I’ve talked to a lot of anti-vaccination parents and I know it’s not their intention and I know they love their children as much as any other parent but to be perfectly honest, that has absolutely nothing to do with anything. Intentions or not, this is about how a child feels when they are told that they are a damaged product of a broken system that their parent didn’t want. Harsh? Maybe but this is the message that the child is receiving.

You don’t understand the damage you are doing to your own child with this nonsense. You really don’t. Your child will never tell you this because they are scared to death that you hate them and what they are… a broken version of the kid that you actually wanted. You are damaging your own child even worse than what you think those vaccines are doing. Your children are reaching out to total strangers on the Internet in search for answers because they are convinced that they are not the child you wanted. They are convinced that they are the source of your anger and your rage and your disappointment.

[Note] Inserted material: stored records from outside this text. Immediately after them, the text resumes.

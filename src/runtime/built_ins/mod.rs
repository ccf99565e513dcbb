use crate::runtime::interpreter::{Interpreter, WordHandler};
use std::fmt::{self, Debug, Formatter};

/// The core words of the language.
pub mod base_words;

/// Words that read and write the memory segment.
pub mod memory_words;

/// Words that write to the output buffer.
pub mod io_words;

/// A primitive word implemented in Rust.  Built-ins are bound into compiled definitions by value,
/// so shadowing a built-in later doesn't change code that was already compiled.
#[derive(Clone, Copy)]
pub struct Builtin {
    name: &'static str,
    handler: WordHandler,
}

impl Debug for Builtin {
    fn fmt(&self, f: &mut Formatter) -> fmt::Result {
        write!(f, "{}", self.name)
    }
}

impl Builtin {
    pub fn new(name: &'static str, handler: WordHandler) -> Builtin {
        Builtin { name, handler }
    }

    /// The name the built-in was registered under.
    pub fn name(&self) -> &'static str {
        self.name
    }

    pub fn handler(&self) -> WordHandler {
        self.handler
    }
}

/// Register every built-in word with an interpreter.
pub fn register_builtin_words(interpreter: &mut dyn Interpreter) {
    base_words::register_base_words(interpreter);
    memory_words::register_memory_words(interpreter);
    io_words::register_io_words(interpreter);
}
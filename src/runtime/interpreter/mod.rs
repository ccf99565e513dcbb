use crate::{
    lang::{code::Code, source_buffer::SourceLocation, tokenizing::TokenList},
    runtime::{
        config::InterpreterConfig,
        data_structures::{
            control_stack::ControlStack,
            dictionary::{Dictionary, WordInfo, WordKind},
            memory_segment::MemorySegment,
            number_stack::NumberStack,
        },
        error,
    },
};
use std::fmt::{self, Display, Formatter};

pub mod forth_interpreter;

mod control_flow;

/// A call stack item is a record of the executing word's name and the location within the original
/// source code from which it was called.
#[derive(Clone)]
pub struct CallItem {
    location: SourceLocation,
    word: String,
}

impl CallItem {
    /// Create a new call stack item.
    pub fn new(word: String, location: SourceLocation) -> CallItem {
        CallItem { location, word }
    }

    /// Where in the source code was the execution of this word found?
    pub fn location(&self) -> &SourceLocation {
        &self.location
    }

    // The name of the word being executed.
    pub fn word(&self) -> &String {
        &self.word
    }
}

impl Display for CallItem {
    fn fmt(&self, f: &mut Formatter) -> fmt::Result {
        write!(f, "{}: {}", self.location, self.word)
    }
}

/// The user words currently executing, innermost last.  Used to give errors a trace.
pub type CallStack = Vec<CallItem>;

/// The result of a successful evaluation: the number stack from bottom to top and the text written
/// by the output words.
#[derive(Clone, Debug, Default, PartialEq, Eq)]
pub struct Evaluation {
    pub stack: Vec<i64>,
    pub output: String,
}

/// Trait for managing the interpreter's number stack.  Intended to be called by the built-in words.
pub trait InterpreterStack {
    /// Examine the full number stack, for example for `.S`.
    fn stack(&self) -> &NumberStack;

    fn stack_mut(&mut self) -> &mut NumberStack;

    /// Push a value onto the stack.  This never fails.
    fn push(&mut self, value: i64);

    /// Pop a value from the stack.  If the stack is empty a stack underflow error is returned.
    fn pop(&mut self) -> error::Result<i64>;

    /// Make sure at least `count` values are on the stack before a word starts consuming them.  A
    /// word that fails this check leaves the stack untouched.
    fn require(&self, word: &str, count: usize) -> error::Result<()>;
}

/// Access to the memory segment that backs variables and allotted cells.
pub trait InterpreterMemory {
    fn memory(&self) -> &MemorySegment;

    fn memory_mut(&mut self) -> &mut MemorySegment;
}

/// The output buffer of the current evaluation.
pub trait InterpreterOutput {
    /// Append text to the output.
    fn write_output(&mut self, text: &str);

    /// Everything written so far during the current evaluation.
    fn output(&self) -> &str;
}

/// Trait for tokenizing and executing code.
pub trait CodeManagement {
    /// Tokenize and evaluate a Forth script from a source file.
    fn process_source_file(&mut self, path: &str) -> error::Result<Evaluation>;

    /// Tokenize and evaluate an in memory source string.
    ///
    /// The path parameter is used to represent the source code in things like call stacks and error
    /// reporting.  For example, the repl uses a path of "\<repl\>" to represent source code entered
    /// by the user.
    fn process_source(&mut self, path: &str, source: &str) -> error::Result<Evaluation>;

    /// Evaluate a list of tokens.  On success the resulting stack and the output text are returned.
    /// On failure the evaluation is aborted, the control-flow stack is emptied and any pending
    /// definition is discarded.  The number stack and memory keep whatever state they reached.
    fn evaluate(&mut self, tokens: &TokenList) -> error::Result<Evaluation>;

    /// Execute a block of code and associate a name with that code for use in error reporting.
    fn execute_code(&mut self, name: &str, code: &Code) -> error::Result<()>;
}

/// Definition of a built-in word handler.
pub type WordHandler = fn(&mut dyn Interpreter) -> error::Result<()>;

/// Simplify registering a built-in word with the interpreter.
///
/// Required parameters are, the interpreter instance to register with.  The name of the word to
/// register.  The handler function for the word.  A simple description of the word.  As well as
/// the word's stack signature.
#[macro_export]
macro_rules! add_builtin_word {
    (
        $interpreter:expr ,
        $name:literal ,
        $function:expr ,
        $description:literal ,
        $signature:literal
    ) => {{
        use $crate::runtime::{built_ins::Builtin, data_structures::dictionary::WordKind};

        // Record where in the Rust source the word was registered from.
        $interpreter.add_word(
            file!().to_string(),
            line!() as usize,
            column!() as usize,
            $name.to_string(),
            WordKind::Builtin(Builtin::new($name, $function)),
            $description.to_string(),
            $signature.to_string(),
        );
    }};
}

/// Trait for managing and executing words known to the interpreter.
pub trait WordManagement {
    /// If currently set, this represents the current executing location in the original Forth
    /// source code.
    fn current_location(&self) -> &Option<SourceLocation>;

    /// Add a new word to the interpreter's dictionary, replacing any word of the same name.
    #[allow(clippy::too_many_arguments)]
    fn add_word(
        &mut self,
        file: String,
        line: usize,
        column: usize,
        name: String,
        kind: WordKind,
        description: String,
        signature: String,
    );

    /// Find a word in the interpreter's dictionary by name, case-insensitive.
    fn find_word(&self, word: &str) -> Option<&WordInfo>;

    /// The current script execution call stack.
    fn call_stack(&self) -> &CallStack;

    /// Push a new name and location onto the call stack.
    fn call_stack_push(&mut self, name: String, location: SourceLocation);

    /// Pop the last name and location from the call stack.
    fn call_stack_pop(&mut self) -> error::Result<()>;
}

/// Core interpreter trait.
///
/// This trait brings together the number stack, memory, output, word management and code execution
/// of the interpreter.  Built-in words are handed a `&mut dyn Interpreter`.
pub trait Interpreter:
    InterpreterStack + InterpreterMemory + InterpreterOutput + CodeManagement + WordManagement
{
    /// The current word dictionary of words known to the interpreter.
    fn dictionary(&self) -> &Dictionary;

    /// The control-flow markers of the constructs currently running.
    fn control_stack(&self) -> &ControlStack;

    /// The limits the interpreter was created with.
    fn config(&self) -> &InterpreterConfig;

    /// Is a colon definition waiting for its `;`?
    fn is_defining(&self) -> bool;

    /// Clear the number stack, the control-flow stack, the output and any pending definition.  The
    /// dictionary and memory are kept.
    fn reset(&mut self);
}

And you will disagree me and you will tell me that it’s not your child that I’m talking about but I’m telling you right now, and please listen to me… you clearly don’t see the impact. I am talking to these children every day and it’s breaking my heart. No one can convince them that they’re not a mistake and no one can make them believe that their parents love them when they grow up feeling like they are the foundation of your hate. And these children won’t let their parents know this. They don’t want to hurt their parents any more than what they think they’ve already done.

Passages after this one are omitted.